Chantal Joffe RA delights in the photographs of Julia Margaret Cameron

Published 11 November 2015

As two new shows celebrate the 200th anniversary of Julia Margaret Cameron, painter Chantal Joffe RA explains why her photographs interest and inspire her.

  • From the Winter 2015 issue of RA Magazine, issued quarterly to Friends of the RA.

    The thing that really strikes me when I look at photographs by Julia Margaret Cameron (1815– 79) is the excitement, her delight in using this new medium. It is as if you are seeing the photographs as she first did, feeling as she must have felt when the face of her friend and mentor, the scientist John Herschel, emerged from the chemicals, looming out of the darkness (pictured).

    I like to think of Cameron in her converted henhouse in her garden on the Isle of Wight, her studio where people she had spotted on the beach would come and sit for her. Her photographs still have all the newness of those encounters contained in them.

    Cameron said that no woman should allow herself to be photographed between the ages of 18 and 80, and clearly she loved to make photographs of young, beautiful women. There is one of Alice Liddell in a white open-neck dress and the same fierce black eyes look back at you as from Lewis Caroll’s photograph of her as a child, dressed as a beggar maid.

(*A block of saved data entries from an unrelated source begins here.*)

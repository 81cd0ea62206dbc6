//! Per-project sync loop.
//!
//! Projects are visited in reverse resolution order so dependencies are
//! written before their dependents. Import paths are only fixed in the
//! final global pass, so the order shows up in logs and staging order but
//! not in the resulting files.

use std::collections::BTreeMap;

use codesync_core::{version, Lang, ProjectConfig};

use crate::bundle::{FetchRequest, ProjectBundle, ResolvedProject};
use crate::context::SyncContext;
use crate::convert::ScriptConverter;
use crate::error::SyncError;
use crate::pipeline::{Collaborators, SyncOptions, SyncedProject};
use crate::{reconciler, siblings};

/// Range recorded for a project: `latest` for projects the user asked for,
/// a caret range at the resolved version for dependencies.
pub fn selected_range(project: &ResolvedProject) -> String {
    if !project.indirect {
        return version::LATEST.to_owned();
    }
    version::caret_range(&project.version).unwrap_or_else(|| version::LATEST.to_owned())
}

pub(crate) fn sync_projects(
    ctx: &mut SyncContext,
    resolved: &[ResolvedProject],
    opts: &SyncOptions,
    collab: &Collaborators<'_>,
) -> Result<Vec<SyncedProject>, SyncError> {
    let mut synced = Vec::with_capacity(resolved.len());
    for project in resolved.iter().rev() {
        sync_project(ctx, project, opts, collab)?;
        synced.push(SyncedProject {
            project_id: project.project_id.clone(),
            project_name: project.project_name.clone(),
            version: project.version.clone(),
        });
    }
    Ok(synced)
}

fn sync_project(
    ctx: &mut SyncContext,
    resolved: &ResolvedProject,
    opts: &SyncOptions,
    collab: &Collaborators<'_>,
) -> Result<(), SyncError> {
    let range = selected_range(resolved);
    let default_scheme = ctx.config.code.scheme;
    let existing_schemes = ctx
        .config
        .project(&resolved.project_id)
        .map(|p| {
            p.components
                .iter()
                .map(|c| (c.id.clone(), c.effective_scheme(default_scheme)))
                .collect()
        })
        .unwrap_or_else(BTreeMap::new);

    tracing::info!(
        "syncing {} ({}) at version {}",
        resolved.project_name,
        resolved.project_id,
        resolved.version
    );
    let request = FetchRequest {
        project_id: resolved.project_id.clone(),
        version: resolved.version.clone(),
        version_range: range.clone(),
        component_ids: resolved.component_ids.clone(),
        existing_schemes,
        new_component_scheme: opts.new_component_scheme.unwrap_or(default_scheme),
    };
    let response = collab.remote.fetch_components(&request)?;
    let mut bundle = ProjectBundle::from_entries(&resolved.project_id, response)?;

    if ctx.config.code.lang == Lang::Js {
        convert_bundle(&mut bundle, collab.converter)?;
    }

    if opts.only_existing {
        let before = bundle.components.len();
        bundle
            .components
            .retain(|c| ctx.config.knows_component(&c.id));
        tracing::debug!(
            "--only-existing skipped {} new component(s)",
            before - bundle.components.len()
        );
    }

    ensure_project_config(ctx, resolved, &bundle, &range);

    siblings::sync_global_variants(ctx, &resolved.project_id, &bundle)?;
    for component in &bundle.components {
        let state = reconciler::reconcile_component(ctx, &resolved.project_id, component, opts)?;
        tracing::debug!("{}: {:?}", component.component_name, state);
    }
    siblings::upsert_style_tokens(ctx, &bundle.project)?;

    let mut icon_ids = resolved.icon_ids.clone();
    for id in &bundle.icon_ids {
        if !icon_ids.contains(id) {
            icon_ids.push(id.clone());
        }
    }
    if icon_ids.is_empty() {
        tracing::debug!("{}: no icons to sync", resolved.project_name);
    } else {
        siblings::sync_icons(ctx, resolved, &range, &icon_ids, collab)?;
    }
    Ok(())
}

/// Create the project entry on first sync; keep the stored name current.
fn ensure_project_config(
    ctx: &mut SyncContext,
    resolved: &ResolvedProject,
    bundle: &ProjectBundle,
    range: &str,
) {
    match ctx.config.project_mut(&resolved.project_id) {
        Some(project) => {
            if project.project_name != bundle.project.project_name {
                tracing::info!(
                    "project {} renamed: {} -> {}",
                    project.project_id,
                    project.project_name,
                    bundle.project.project_name
                );
                project.project_name = bundle.project.project_name.clone();
            }
        }
        None => {
            let mut project = ProjectConfig::new(
                resolved.project_id.clone(),
                bundle.project.project_name.clone(),
            );
            project.version = range.to_owned();
            ctx.config.projects.push(project);
        }
    }
}

/// Convert every script module of the bundle before anything acts on it.
fn convert_bundle(
    bundle: &mut ProjectBundle,
    converter: &dyn ScriptConverter,
) -> Result<(), SyncError> {
    for component in &mut bundle.components {
        let render = converter.to_untyped(&component.render_module_file_name, &component.render_module)?;
        component.render_module_file_name = render.file_name;
        component.render_module = render.content;

        let skeleton =
            converter.to_untyped(&component.skeleton_module_file_name, &component.skeleton_module)?;
        component.skeleton_module_file_name = skeleton.file_name;
        component.skeleton_module = skeleton.content;
    }
    for variant in &mut bundle.global_variants {
        let context = converter.to_untyped(&variant.context_file_name, &variant.context_module)?;
        variant.context_file_name = context.file_name;
        variant.context_module = context.content;
    }
    Ok(())
}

    I am especially interested in the pictures of Julia Jackson (pictured). Cameron photographed her young niece many times; in the hooded eyes and bony, beautiful features you can see the daughters she will have, who will grow up to be Virginia Woolf and Vanessa Bell. In Cameron’s Herschel Album (1864–67), there are pictures of Jackson in profile, and with her hair long and loose – she looks beautiful and free. And then abruptly there is one of her captioned Mrs Herbert Duckworth. Here Jackson is sombre, with her hair neatly tucked under a white cap and she wears a severe black dress.